* [Supplied entries]
//! # Event Envelope
//!
//! The unit exchanged on the bus between every producing and consuming service.
//!
//! ## Envelope Fields
//!
//! - `id`: Unique identifier for this occurrence (the idempotency key)
//! - `type`: Dot-delimited event kind, also the routing subject (e.g. `user.created`)
//! - `source`: Service that produced the event
//! - `occurred_at`: UTC timestamp set when the envelope is created
//! - `trace_id`: End-to-end workflow this event belongs to
//! - `correlation_id`: Business operation spanning several events
//! - `causation_id`: The event or request that directly caused this one
//! - `payload`: Event-specific data (generic type parameter)
//!
//! The JSON field names above are the wire contract between producer and
//! consumer processes and must not change.

use chrono::{DateTime, Utc};
use serde::de::DeserializeOwned;
use serde::{Deserialize, Serialize};
use uuid::Uuid;

use crate::causal::{CausalContext, CausalIds};

/// Errors produced while encoding or decoding an envelope
#[derive(Debug, thiserror::Error)]
pub enum EnvelopeError {
    #[error("failed to serialize envelope: {0}")]
    Serialize(#[source] serde_json::Error),

    #[error("failed to deserialize envelope: {0}")]
    Deserialize(#[source] serde_json::Error),

    #[error("invalid envelope: {0}")]
    Invalid(String),
}

impl EnvelopeError {
    /// Decoding failures never succeed on retry: the bytes are what they are.
    pub fn is_terminal(&self) -> bool {
        matches!(self, EnvelopeError::Deserialize(_) | EnvelopeError::Invalid(_))
    }
}

/// Standard event envelope
///
/// Fields are private: `id` is assigned exactly once at construction and a
/// redelivered or re-published envelope always carries the same value.
///
/// # Examples
///
/// ```rust
/// use event_bus::EventEnvelope;
/// use serde::{Deserialize, Serialize};
///
/// #[derive(Debug, Clone, PartialEq, Serialize, Deserialize)]
/// struct UserCreated {
///     id: String,
/// }
///
/// let envelope = EventEnvelope::create(
///     "user.created",
///     "auth",
///     UserCreated { id: "u1".to_string() },
///     None,
///     None,
///     None,
/// );
///
/// assert_eq!(envelope.trace_id(), envelope.correlation_id());
/// assert_eq!(envelope.correlation_id(), envelope.causation_id());
/// ```
#[derive(Debug, Clone, PartialEq, Serialize, Deserialize)]
pub struct EventEnvelope<T> {
    id: Uuid,

    #[serde(rename = "type")]
    event_type: String,

    source: String,

    occurred_at: DateTime<Utc>,

    trace_id: String,

    correlation_id: String,

    causation_id: String,

    payload: T,
}

impl<T> EventEnvelope<T> {
    /// Create a new envelope with a fresh `id` and `occurred_at = now`
    ///
    /// Causal ids left empty are filled in: a missing correlation id is
    /// generated, and missing causation/trace ids fall back to the
    /// correlation id. Never fails.
    pub fn create(
        event_type: impl Into<String>,
        source: impl Into<String>,
        payload: T,
        correlation_id: Option<String>,
        causation_id: Option<String>,
        trace_id: Option<String>,
    ) -> Self {
        let ids = CausalIds::fill(trace_id, correlation_id, causation_id);
        Self::with_event_id(Uuid::new_v4(), event_type, source, payload, ids)
    }

    /// Create an envelope with an explicit id (replay tooling and tests)
    pub fn with_event_id(
        id: Uuid,
        event_type: impl Into<String>,
        source: impl Into<String>,
        payload: T,
        ids: CausalIds,
    ) -> Self {
        Self {
            id,
            event_type: event_type.into(),
            source: source.into(),
            occurred_at: Utc::now(),
            trace_id: ids.trace_id,
            correlation_id: ids.correlation_id,
            causation_id: ids.causation_id,
            payload,
        }
    }

    pub fn id(&self) -> Uuid {
        self.id
    }

    pub fn event_type(&self) -> &str {
        &self.event_type
    }

    pub fn source(&self) -> &str {
        &self.source
    }

    pub fn occurred_at(&self) -> DateTime<Utc> {
        self.occurred_at
    }

    pub fn trace_id(&self) -> &str {
        &self.trace_id
    }

    pub fn correlation_id(&self) -> &str {
        &self.correlation_id
    }

    pub fn causation_id(&self) -> &str {
        &self.causation_id
    }

    pub fn payload(&self) -> &T {
        &self.payload
    }

    pub fn into_payload(self) -> T {
        self.payload
    }

    /// Causal context to use while handling this envelope
    pub fn causal_context(&self) -> CausalContext {
        CausalContext::from_envelope(self)
    }
}

impl<T: Serialize> EventEnvelope<T> {
    /// Encode as JSON bytes
    pub fn to_bytes(&self) -> Result<Vec<u8>, EnvelopeError> {
        serde_json::to_vec(self).map_err(EnvelopeError::Serialize)
    }
}

impl<T: DeserializeOwned> EventEnvelope<T> {
    /// Decode from JSON bytes
    ///
    /// # Errors
    ///
    /// `Deserialize` for malformed JSON, missing fields, or a payload that does
    /// not fit `T`; `Invalid` for an empty `type` or `source`.
    pub fn from_bytes(bytes: &[u8]) -> Result<Self, EnvelopeError> {
        let envelope: Self = serde_json::from_slice(bytes).map_err(EnvelopeError::Deserialize)?;
        envelope.validate()?;
        Ok(envelope)
    }

    fn validate(&self) -> Result<(), EnvelopeError> {
        if self.event_type.trim().is_empty() {
            return Err(EnvelopeError::Invalid("type cannot be empty".to_string()));
        }
        if self.source.trim().is_empty() {
            return Err(EnvelopeError::Invalid("source cannot be empty".to_string()));
        }
        Ok(())
    }
}
//! Publisher: stamp causal metadata onto an envelope and append it to the log

use serde::Serialize;
use std::sync::Arc;
use uuid::Uuid;

use crate::{BusError, CausalContext, EnvelopeError, EventBus, EventEnvelope};

/// Errors returned by [`Publisher::publish`]
#[derive(Debug, thiserror::Error)]
pub enum PublishError {
    /// Payload could not be encoded; retrying will not help
    #[error(transparent)]
    Serialization(#[from] EnvelopeError),

    /// Broker rejected or never acknowledged the append; the caller decides whether to retry
    #[error(transparent)]
    Transport(#[from] BusError),
}

/// Emits envelopes on behalf of one source service
///
/// The event type is used as the routing subject. Each successful call is
/// exactly one append; there is no buffering and no implicit retry.
#[derive(Clone)]
pub struct Publisher {
    bus: Arc<dyn EventBus>,
    source: String,
}

impl Publisher {
    pub fn new(bus: Arc<dyn EventBus>, source: impl Into<String>) -> Self {
        Self {
            bus,
            source: source.into(),
        }
    }

    pub fn source(&self) -> &str {
        &self.source
    }

    /// Build an envelope under `ctx` and publish it
    ///
    /// `ctx` is `None` at the root of a causal chain. Returns the new event id.
    pub async fn publish<T: Serialize>(
        &self,
        ctx: Option<&CausalContext>,
        event_type: &str,
        payload: T,
    ) -> Result<Uuid, PublishError> {
        let envelope = self.envelope(ctx, event_type, payload);
        self.publish_envelope(&envelope).await?;
        Ok(envelope.id())
    }

    /// Build the envelope `publish` would emit, without emitting it
    ///
    /// Callers that want to retry on transport errors keep this envelope and
    /// hand it to [`Publisher::publish_envelope`] again, so the id is reused.
    pub fn envelope<T>(&self, ctx: Option<&CausalContext>, event_type: &str, payload: T) -> EventEnvelope<T> {
        let ids = CausalContext::derive_for_publish(ctx);
        EventEnvelope::with_event_id(Uuid::new_v4(), event_type, self.source.clone(), payload, ids)
    }

    /// Publish an already-built envelope unchanged
    pub async fn publish_envelope<T: Serialize>(&self, envelope: &EventEnvelope<T>) -> Result<(), PublishError> {
        let bytes = envelope.to_bytes()?;
        self.bus.publish(envelope.event_type(), bytes).await?;

        tracing::debug!(
            event_id = %envelope.id(),
            event_type = %envelope.event_type(),
            trace_id = %envelope.trace_id(),
            correlation_id = %envelope.correlation_id(),
            causation_id = %envelope.causation_id(),
            "Event published"
        );
        Ok(())
    }

    /// Publish where failure must not fail the triggering operation
    ///
    /// Errors are logged as warnings and swallowed.
    pub async fn publish_best_effort<T: Serialize>(
        &self,
        ctx: Option<&CausalContext>,
        event_type: &str,
        payload: T,
    ) -> Option<Uuid> {
        match self.publish(ctx, event_type, payload).await {
            Ok(id) => Some(id),
            Err(e) => {
                tracing::warn!(
                    event_type = %event_type,
                    source = %self.source,
                    error = %e,
                    "Event publication failed; continuing"
                );
                None
            }
        }
    }
}

impl std::fmt::Debug for Publisher {
    fn fmt(&self, f: &mut std::fmt::Formatter<'_>) -> std::fmt::Result {
        f.debug_struct("Publisher").field("source", &self.source).finish()
    }
}

#[cfg(test)]
mod tests {
    use super::*;
    use crate::{InMemoryBus, StreamSpec};
    use serde::Deserialize;
    use serde_json::json;

    #[derive(Debug, Clone, PartialEq, Serialize, Deserialize)]
    struct UserCreated {
        id: String,
    }

    async fn setup() -> (InMemoryBus, Publisher) {
        let bus = InMemoryBus::new();
        bus.ensure_stream(&StreamSpec::new("USER_EVENTS", ["user.>"]))
            .await
            .unwrap();
        let publisher = Publisher::new(Arc::new(bus.clone()), "auth");
        (bus, publisher)
    }

    fn only_envelope(bus: &InMemoryBus) -> EventEnvelope<UserCreated> {
        let messages = bus.messages("user.>");
        assert_eq!(messages.len(), 1, "exactly one append per publish");
        EventEnvelope::from_bytes(&messages[0].payload).unwrap()
    }

    #[tokio::test]
    async fn test_root_publish_has_single_causal_id() {
        let (bus, publisher) = setup().await;

        let id = publisher
            .publish(None, "user.created", UserCreated { id: "u1".to_string() })
            .await
            .unwrap();

        let envelope = only_envelope(&bus);
        assert_eq!(envelope.id(), id);
        assert_eq!(envelope.event_type(), "user.created");
        assert_eq!(publisher.source(), "auth");
        assert_eq!(envelope.source(), publisher.source());
        assert_eq!(envelope.payload().id, "u1");
        assert_eq!(envelope.trace_id(), envelope.correlation_id());
        assert_eq!(envelope.correlation_id(), envelope.causation_id());
        assert_eq!(bus.messages("user.created").len(), 1);
    }

    #[tokio::test]
    async fn test_publish_inside_handler_inherits_trace_and_points_at_cause() {
        let (bus, publisher) = setup().await;
        let inbound = EventEnvelope::create(
            "user.registered",
            "gateway",
            json!({}),
            Some("corr-1".to_string()),
            None,
            Some("trace-1".to_string()),
        );
        let ctx = inbound.causal_context();

        publisher
            .publish(Some(&ctx), "user.created", UserCreated { id: "u1".to_string() })
            .await
            .unwrap();

        let envelope = only_envelope(&bus);
        assert_eq!(envelope.trace_id(), "trace-1");
        assert_eq!(envelope.correlation_id(), "corr-1");
        assert_eq!(envelope.causation_id(), inbound.id().to_string());
    }

    #[tokio::test]
    async fn test_transport_error_is_surfaced() {
        let (bus, publisher) = setup().await;
        bus.set_unavailable(true);

        let err = publisher
            .publish(None, "user.created", UserCreated { id: "u1".to_string() })
            .await
            .unwrap_err();

        assert!(matches!(err, PublishError::Transport(_)));
    }

    #[tokio::test]
    async fn test_retrying_an_envelope_reuses_its_id() {
        let (bus, publisher) = setup().await;
        let envelope = publisher.envelope(None, "user.created", UserCreated { id: "u1".to_string() });

        bus.set_unavailable(true);
        assert!(publisher.publish_envelope(&envelope).await.is_err());

        bus.set_unavailable(false);
        publisher.publish_envelope(&envelope).await.unwrap();

        assert_eq!(only_envelope(&bus).id(), envelope.id());
    }

    #[tokio::test]
    async fn test_serialization_error_is_not_transport() {
        use std::collections::HashMap;

        let (bus, publisher) = setup().await;
        let mut payload = HashMap::new();
        payload.insert((1, 2), "not a JSON object key");

        let err = publisher.publish(None, "user.created", payload).await.unwrap_err();

        assert!(matches!(err, PublishError::Serialization(_)));
        assert!(bus.messages("user.>").is_empty());
    }

    #[tokio::test]
    async fn test_best_effort_swallows_failure() {
        let (bus, publisher) = setup().await;
        bus.set_unavailable(true);

        let id = publisher
            .publish_best_effort(None, "user.created", UserCreated { id: "u1".to_string() })
            .await;

        assert!(id.is_none());
    }
}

* [Directions for this task] The required reply is the count of lines in the entries above where the string "messages" appears, and nothing more.

* [Answer section] 5